(Task directions)
A word-for-word copy of the entries below is required.

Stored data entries
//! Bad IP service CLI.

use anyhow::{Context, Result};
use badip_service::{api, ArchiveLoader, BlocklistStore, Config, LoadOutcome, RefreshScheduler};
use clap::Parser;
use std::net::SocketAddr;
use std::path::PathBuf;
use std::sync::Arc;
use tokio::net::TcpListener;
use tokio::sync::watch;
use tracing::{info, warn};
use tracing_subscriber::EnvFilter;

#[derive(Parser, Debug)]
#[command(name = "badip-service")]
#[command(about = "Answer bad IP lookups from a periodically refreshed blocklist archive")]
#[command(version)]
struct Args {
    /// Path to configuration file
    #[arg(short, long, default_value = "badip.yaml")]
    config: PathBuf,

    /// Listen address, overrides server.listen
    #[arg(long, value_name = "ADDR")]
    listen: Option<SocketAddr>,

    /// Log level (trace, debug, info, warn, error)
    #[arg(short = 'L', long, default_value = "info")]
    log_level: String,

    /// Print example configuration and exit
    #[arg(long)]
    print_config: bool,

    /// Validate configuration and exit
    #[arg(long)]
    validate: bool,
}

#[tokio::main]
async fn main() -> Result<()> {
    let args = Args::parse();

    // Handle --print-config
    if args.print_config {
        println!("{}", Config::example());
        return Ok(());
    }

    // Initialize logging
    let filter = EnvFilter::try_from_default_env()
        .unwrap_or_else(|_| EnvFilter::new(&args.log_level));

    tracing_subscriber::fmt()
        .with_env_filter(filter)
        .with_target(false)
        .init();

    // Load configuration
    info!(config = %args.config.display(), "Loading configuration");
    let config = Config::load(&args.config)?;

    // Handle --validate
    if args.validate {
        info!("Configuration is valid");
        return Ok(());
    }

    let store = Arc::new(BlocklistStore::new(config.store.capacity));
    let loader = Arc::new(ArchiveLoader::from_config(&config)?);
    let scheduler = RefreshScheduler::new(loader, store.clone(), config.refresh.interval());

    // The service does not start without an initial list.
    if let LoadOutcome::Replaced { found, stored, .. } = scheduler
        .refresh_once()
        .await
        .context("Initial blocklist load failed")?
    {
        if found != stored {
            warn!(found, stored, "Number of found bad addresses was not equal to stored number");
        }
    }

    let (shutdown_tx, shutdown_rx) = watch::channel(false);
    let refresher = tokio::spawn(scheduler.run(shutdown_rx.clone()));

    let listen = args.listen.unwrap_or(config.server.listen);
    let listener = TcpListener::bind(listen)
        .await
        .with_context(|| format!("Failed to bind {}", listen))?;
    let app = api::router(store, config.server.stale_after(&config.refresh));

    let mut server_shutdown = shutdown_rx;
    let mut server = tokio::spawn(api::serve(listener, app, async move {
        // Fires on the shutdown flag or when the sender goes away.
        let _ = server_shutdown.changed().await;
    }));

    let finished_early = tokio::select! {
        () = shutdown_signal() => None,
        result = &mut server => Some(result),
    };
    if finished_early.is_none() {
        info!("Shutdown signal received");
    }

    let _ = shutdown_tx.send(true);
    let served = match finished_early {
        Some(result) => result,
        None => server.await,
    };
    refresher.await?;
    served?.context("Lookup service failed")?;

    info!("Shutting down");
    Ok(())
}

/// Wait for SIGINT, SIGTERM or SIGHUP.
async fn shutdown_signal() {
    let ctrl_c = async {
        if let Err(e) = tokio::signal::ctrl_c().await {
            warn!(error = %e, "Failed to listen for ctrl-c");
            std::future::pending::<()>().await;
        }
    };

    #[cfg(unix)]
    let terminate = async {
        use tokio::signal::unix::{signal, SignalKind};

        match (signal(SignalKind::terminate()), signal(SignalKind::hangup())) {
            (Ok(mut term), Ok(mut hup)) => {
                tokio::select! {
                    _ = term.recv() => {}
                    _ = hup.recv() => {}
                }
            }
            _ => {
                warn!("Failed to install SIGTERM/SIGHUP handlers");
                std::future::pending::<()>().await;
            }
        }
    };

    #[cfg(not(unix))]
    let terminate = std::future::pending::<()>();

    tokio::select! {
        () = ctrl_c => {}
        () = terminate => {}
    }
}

(Your response)
//! Bad IP service CLI.

use anyhow::{Context, Result};
use badip_service::{api, ArchiveLoader, BlocklistStore, Config, LoadOutcome, RefreshScheduler};
use clap::Parser;
use std::net::SocketAddr;
use std::path::PathBuf;
use std::sync::Arc;
use tokio::net::TcpListener;
use tokio::sync::watch;
use tracing::{info, warn};
use tracing_subscriber::EnvFilter;

#[derive(Parser, Debug)]
#[command(name = "badip-service")]
#[command(about = "Answer bad IP lookups from a periodically refreshed blocklist archive")]
#[command(version)]
struct Args {
    /// Path to configuration file
    #[arg(short, long, default_value = "badip.yaml")]
    config: PathBuf,

    /// Listen address, overrides server.listen
    #[arg(long, value_name = "ADDR")]
    listen: Option<SocketAddr>,

    /// Log level (trace, debug, info, warn, error)
    #[arg(short = 'L', long, default_value = "info")]
    log_level: String,

    /// Print example configuration and exit
    #[arg(long)]
    print_config: bool,

    /// Validate configuration and exit
    #[arg(long)]
    validate: bool,
}

#[tokio::main]
async fn main() -> Result<()> {
    let args = Args::parse();

    // Handle --print-config
    if args.print_config {
        println!("{}", Config::example());
        return Ok(());
    }

    // Initialize logging
    let filter = EnvFilter::try_from_default_env()
        .unwrap_or_else(|_| EnvFilter::new(&args.log_level));

    tracing_subscriber::fmt()
        .with_env_filter(filter)
        .with_target(false)
        .init();

    // Load configuration
    info!(config = %args.config.display(), "Loading configuration");
    let config = Config::load(&args.config)?;

    // Handle --validate
    if args.validate {
        info!("Configuration is valid");
        return Ok(());
    }

    let store = Arc::new(BlocklistStore::new(config.store.capacity));
    let loader = Arc::new(ArchiveLoader::from_config(&config)?);
    let scheduler = RefreshScheduler::new(loader, store.clone(), config.refresh.interval());

    // The service does not start without an initial list.
    if let LoadOutcome::Replaced { found, stored, .. } = scheduler
        .refresh_once()
        .await
        .context("Initial blocklist load failed")?
    {
        if found != stored {
            warn!(found, stored, "Number of found bad addresses was not equal to stored number");
        }
    }

    let (shutdown_tx, shutdown_rx) = watch::channel(false);
    let refresher = tokio::spawn(scheduler.run(shutdown_rx.clone()));

    let listen = args.listen.unwrap_or(config.server.listen);
    let listener = TcpListener::bind(listen)
        .await
        .with_context(|| format!("Failed to bind {}", listen))?;
    let app = api::router(store, config.server.stale_after(&config.refresh));

    let mut server_shutdown = shutdown_rx;
    let mut server = tokio::spawn(api::serve(listener, app, async move {
        // Fires on the shutdown flag or when the sender goes away.
        let _ = server_shutdown.changed().await;
    }));

    let finished_early = tokio::select! {
        () = shutdown_signal() => None,
        result = &mut server => Some(result),
    };
    if finished_early.is_none() {
        info!("Shutdown signal received");
    }

    let _ = shutdown_tx.send(true);
    let served = match finished_early {
        Some(result) => result,
        None => server.await,
    };
    refresher.await?;
    served?.context("Lookup service failed")?;

    info!("Shutting down");
    Ok(())
}

/// Wait for SIGINT, SIGTERM or SIGHUP.
async fn shutdown_signal() {
    let ctrl_c = async {
        if let Err(e) = tokio::signal::ctrl_c().await {
            warn!(error = %e, "Failed to listen for ctrl-c");
            std::future::pending::<()>().await;
        }
    };

    #[cfg(unix)]
    let terminate = async {
        use tokio::signal::unix::{signal, SignalKind};

        match (signal(SignalKind::terminate()), signal(SignalKind::hangup())) {
            (Ok(mut term), Ok(mut hup)) => {
                tokio::select! {
                    _ = term.recv() => {}
                    _ = hup.recv() => {}
                }
            }
            _ => {
                warn!("Failed to install SIGTERM/SIGHUP handlers");
                std::future::pending::<()>().await;
            }
        }
    };

    #[cfg(not(unix))]
    let terminate = std::future::pending::<()>();

    tokio::select! {
        () = ctrl_c => {}
        () = terminate => {}
    }
}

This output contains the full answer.